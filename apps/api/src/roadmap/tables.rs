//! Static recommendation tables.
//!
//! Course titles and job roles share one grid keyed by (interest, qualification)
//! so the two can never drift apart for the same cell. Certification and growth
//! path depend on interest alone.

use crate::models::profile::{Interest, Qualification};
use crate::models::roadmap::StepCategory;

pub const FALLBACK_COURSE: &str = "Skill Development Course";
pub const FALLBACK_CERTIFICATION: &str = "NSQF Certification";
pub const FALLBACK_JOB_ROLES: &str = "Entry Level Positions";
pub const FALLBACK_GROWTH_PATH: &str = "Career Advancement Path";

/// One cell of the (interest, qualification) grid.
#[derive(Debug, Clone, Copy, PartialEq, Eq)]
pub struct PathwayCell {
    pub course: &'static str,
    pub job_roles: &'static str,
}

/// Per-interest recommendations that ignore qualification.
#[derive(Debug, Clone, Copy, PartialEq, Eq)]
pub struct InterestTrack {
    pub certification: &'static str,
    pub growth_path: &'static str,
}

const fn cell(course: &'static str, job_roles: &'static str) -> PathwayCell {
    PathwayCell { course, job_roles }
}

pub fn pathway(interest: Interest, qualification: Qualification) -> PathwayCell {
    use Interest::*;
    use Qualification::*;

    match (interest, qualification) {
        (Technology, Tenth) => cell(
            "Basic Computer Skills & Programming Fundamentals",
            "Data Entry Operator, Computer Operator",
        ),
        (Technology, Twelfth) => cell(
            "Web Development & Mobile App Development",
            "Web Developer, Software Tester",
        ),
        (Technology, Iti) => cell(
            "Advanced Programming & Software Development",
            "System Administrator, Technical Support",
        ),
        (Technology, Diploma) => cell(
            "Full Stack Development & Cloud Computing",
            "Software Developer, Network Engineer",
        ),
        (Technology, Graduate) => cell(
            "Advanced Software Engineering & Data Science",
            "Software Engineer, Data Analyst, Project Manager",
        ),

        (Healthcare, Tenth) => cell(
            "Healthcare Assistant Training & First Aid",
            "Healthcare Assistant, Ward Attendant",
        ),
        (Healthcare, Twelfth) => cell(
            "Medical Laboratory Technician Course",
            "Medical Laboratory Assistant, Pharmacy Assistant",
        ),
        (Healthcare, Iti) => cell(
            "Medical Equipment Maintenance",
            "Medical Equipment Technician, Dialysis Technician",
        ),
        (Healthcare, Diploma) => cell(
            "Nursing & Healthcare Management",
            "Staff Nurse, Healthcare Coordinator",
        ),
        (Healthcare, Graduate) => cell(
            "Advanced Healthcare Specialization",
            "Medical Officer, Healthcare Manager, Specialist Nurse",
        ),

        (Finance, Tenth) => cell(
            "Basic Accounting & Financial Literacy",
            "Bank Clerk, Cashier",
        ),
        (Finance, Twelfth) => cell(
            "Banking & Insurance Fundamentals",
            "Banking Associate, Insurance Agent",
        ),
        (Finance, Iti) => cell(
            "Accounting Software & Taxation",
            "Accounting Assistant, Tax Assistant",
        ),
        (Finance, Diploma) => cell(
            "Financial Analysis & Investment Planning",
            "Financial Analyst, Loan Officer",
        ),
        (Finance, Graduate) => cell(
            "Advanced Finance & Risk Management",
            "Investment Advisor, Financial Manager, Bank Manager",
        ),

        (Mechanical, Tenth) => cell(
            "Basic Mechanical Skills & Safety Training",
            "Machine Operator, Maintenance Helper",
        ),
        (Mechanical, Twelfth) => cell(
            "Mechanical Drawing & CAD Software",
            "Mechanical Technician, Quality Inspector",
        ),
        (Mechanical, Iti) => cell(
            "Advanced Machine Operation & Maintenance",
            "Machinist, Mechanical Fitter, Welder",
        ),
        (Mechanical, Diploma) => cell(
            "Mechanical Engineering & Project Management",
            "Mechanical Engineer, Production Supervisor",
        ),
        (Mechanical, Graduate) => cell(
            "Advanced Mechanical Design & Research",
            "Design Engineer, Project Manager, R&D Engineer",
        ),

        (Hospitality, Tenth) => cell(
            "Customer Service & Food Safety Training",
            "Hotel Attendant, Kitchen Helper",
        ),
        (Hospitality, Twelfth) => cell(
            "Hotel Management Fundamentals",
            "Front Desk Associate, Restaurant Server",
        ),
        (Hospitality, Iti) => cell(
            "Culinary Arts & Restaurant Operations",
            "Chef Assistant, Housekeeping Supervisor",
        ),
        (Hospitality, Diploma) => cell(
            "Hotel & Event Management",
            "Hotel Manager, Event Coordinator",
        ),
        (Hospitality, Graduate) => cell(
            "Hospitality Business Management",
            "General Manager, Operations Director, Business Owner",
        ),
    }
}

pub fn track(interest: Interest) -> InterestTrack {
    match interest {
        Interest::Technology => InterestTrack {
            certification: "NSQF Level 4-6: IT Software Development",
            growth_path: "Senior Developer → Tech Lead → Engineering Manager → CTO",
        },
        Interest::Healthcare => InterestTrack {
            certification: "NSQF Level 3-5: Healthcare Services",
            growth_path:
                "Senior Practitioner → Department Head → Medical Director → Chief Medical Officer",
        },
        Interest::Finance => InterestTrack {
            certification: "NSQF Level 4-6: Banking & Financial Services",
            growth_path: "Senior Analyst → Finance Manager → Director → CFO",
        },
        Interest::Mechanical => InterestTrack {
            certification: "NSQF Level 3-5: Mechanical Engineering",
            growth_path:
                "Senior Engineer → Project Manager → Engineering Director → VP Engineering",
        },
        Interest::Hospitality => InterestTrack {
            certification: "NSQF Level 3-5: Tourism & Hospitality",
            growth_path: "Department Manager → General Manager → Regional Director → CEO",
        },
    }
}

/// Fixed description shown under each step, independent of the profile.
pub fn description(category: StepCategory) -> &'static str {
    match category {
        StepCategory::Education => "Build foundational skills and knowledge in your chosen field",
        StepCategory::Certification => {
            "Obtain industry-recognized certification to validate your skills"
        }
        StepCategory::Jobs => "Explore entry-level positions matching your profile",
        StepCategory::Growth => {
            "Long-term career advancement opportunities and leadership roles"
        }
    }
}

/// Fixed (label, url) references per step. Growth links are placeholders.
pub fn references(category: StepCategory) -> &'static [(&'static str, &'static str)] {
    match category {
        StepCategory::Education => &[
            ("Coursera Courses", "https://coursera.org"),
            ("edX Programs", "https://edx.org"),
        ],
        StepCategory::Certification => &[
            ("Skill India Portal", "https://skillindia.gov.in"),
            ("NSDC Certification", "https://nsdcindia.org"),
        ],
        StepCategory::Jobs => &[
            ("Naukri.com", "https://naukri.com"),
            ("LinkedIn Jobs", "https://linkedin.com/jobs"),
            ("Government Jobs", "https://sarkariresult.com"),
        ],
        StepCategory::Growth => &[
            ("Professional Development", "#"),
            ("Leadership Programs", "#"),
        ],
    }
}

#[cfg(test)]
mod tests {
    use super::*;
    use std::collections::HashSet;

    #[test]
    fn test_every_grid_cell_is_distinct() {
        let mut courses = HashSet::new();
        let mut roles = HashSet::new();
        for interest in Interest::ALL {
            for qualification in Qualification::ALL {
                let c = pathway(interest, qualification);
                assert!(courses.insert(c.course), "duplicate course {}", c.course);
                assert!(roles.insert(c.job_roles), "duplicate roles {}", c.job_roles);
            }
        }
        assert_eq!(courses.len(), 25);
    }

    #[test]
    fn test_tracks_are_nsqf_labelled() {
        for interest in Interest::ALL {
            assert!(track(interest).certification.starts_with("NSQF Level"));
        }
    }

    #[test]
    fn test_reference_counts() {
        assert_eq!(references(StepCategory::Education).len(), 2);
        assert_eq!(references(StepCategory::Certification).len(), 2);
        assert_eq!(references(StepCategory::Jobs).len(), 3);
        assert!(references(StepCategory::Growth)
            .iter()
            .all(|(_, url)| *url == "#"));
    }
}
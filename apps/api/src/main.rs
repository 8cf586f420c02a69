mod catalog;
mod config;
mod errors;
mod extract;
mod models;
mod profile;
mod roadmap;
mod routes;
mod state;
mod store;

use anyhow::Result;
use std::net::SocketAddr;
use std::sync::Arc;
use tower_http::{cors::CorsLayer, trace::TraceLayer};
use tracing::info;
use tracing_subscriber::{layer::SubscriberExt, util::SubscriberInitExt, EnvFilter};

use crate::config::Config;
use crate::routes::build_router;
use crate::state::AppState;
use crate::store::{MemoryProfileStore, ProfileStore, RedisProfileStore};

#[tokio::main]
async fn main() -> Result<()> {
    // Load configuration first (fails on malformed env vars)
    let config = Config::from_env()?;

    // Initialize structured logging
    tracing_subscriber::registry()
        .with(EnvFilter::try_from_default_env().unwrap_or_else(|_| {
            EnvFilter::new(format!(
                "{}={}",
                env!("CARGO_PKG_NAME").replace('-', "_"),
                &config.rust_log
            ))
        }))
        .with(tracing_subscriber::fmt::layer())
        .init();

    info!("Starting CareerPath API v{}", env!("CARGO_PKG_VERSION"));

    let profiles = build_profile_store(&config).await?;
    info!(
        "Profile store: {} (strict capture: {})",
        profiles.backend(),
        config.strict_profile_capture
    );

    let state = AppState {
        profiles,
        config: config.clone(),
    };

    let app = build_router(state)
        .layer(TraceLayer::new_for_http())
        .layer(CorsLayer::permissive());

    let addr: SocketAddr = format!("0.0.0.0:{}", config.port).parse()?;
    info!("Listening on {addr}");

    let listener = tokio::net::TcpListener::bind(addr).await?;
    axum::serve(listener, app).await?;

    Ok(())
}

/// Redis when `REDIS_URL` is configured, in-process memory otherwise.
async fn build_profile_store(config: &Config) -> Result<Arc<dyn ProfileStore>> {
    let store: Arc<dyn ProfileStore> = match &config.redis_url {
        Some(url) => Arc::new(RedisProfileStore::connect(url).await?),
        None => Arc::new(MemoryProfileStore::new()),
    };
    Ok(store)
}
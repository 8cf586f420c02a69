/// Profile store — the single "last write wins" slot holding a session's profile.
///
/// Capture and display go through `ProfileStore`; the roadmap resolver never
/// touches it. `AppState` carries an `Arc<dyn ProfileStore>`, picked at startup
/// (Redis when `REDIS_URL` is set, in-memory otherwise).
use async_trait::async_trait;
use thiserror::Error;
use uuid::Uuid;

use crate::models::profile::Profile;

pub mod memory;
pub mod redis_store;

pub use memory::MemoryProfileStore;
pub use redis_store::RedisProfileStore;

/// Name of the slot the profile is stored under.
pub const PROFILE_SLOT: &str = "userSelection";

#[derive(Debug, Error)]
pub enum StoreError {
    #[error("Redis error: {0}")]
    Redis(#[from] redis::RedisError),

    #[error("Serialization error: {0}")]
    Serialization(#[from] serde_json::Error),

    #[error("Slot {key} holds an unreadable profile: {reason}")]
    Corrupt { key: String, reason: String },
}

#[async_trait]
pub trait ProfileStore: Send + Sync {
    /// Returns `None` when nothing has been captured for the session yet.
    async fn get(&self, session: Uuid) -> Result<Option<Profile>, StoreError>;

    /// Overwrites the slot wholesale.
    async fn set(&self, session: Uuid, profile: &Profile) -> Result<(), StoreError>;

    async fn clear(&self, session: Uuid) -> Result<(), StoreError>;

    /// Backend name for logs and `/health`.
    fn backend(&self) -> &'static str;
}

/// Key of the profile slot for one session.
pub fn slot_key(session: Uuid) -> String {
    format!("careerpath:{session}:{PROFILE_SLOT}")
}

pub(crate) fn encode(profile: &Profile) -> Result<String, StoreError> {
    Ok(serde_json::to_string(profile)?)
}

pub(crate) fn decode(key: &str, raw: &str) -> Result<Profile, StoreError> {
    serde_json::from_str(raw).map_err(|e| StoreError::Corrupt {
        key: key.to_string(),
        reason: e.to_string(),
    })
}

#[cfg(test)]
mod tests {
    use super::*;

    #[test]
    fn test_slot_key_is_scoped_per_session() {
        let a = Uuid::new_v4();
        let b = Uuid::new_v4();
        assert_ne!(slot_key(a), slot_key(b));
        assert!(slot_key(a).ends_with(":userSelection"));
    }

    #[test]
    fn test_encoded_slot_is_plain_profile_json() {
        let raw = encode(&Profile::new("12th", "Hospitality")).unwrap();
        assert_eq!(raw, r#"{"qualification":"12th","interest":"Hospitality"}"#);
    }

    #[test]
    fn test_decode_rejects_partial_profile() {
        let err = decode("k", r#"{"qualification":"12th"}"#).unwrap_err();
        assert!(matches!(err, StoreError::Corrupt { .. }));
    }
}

__THE PROBLEM__.
The number of lines in the entries holding the word "PathwayCell" is what is needed. Supply that number only.

__RESPONSE BELOW__.
4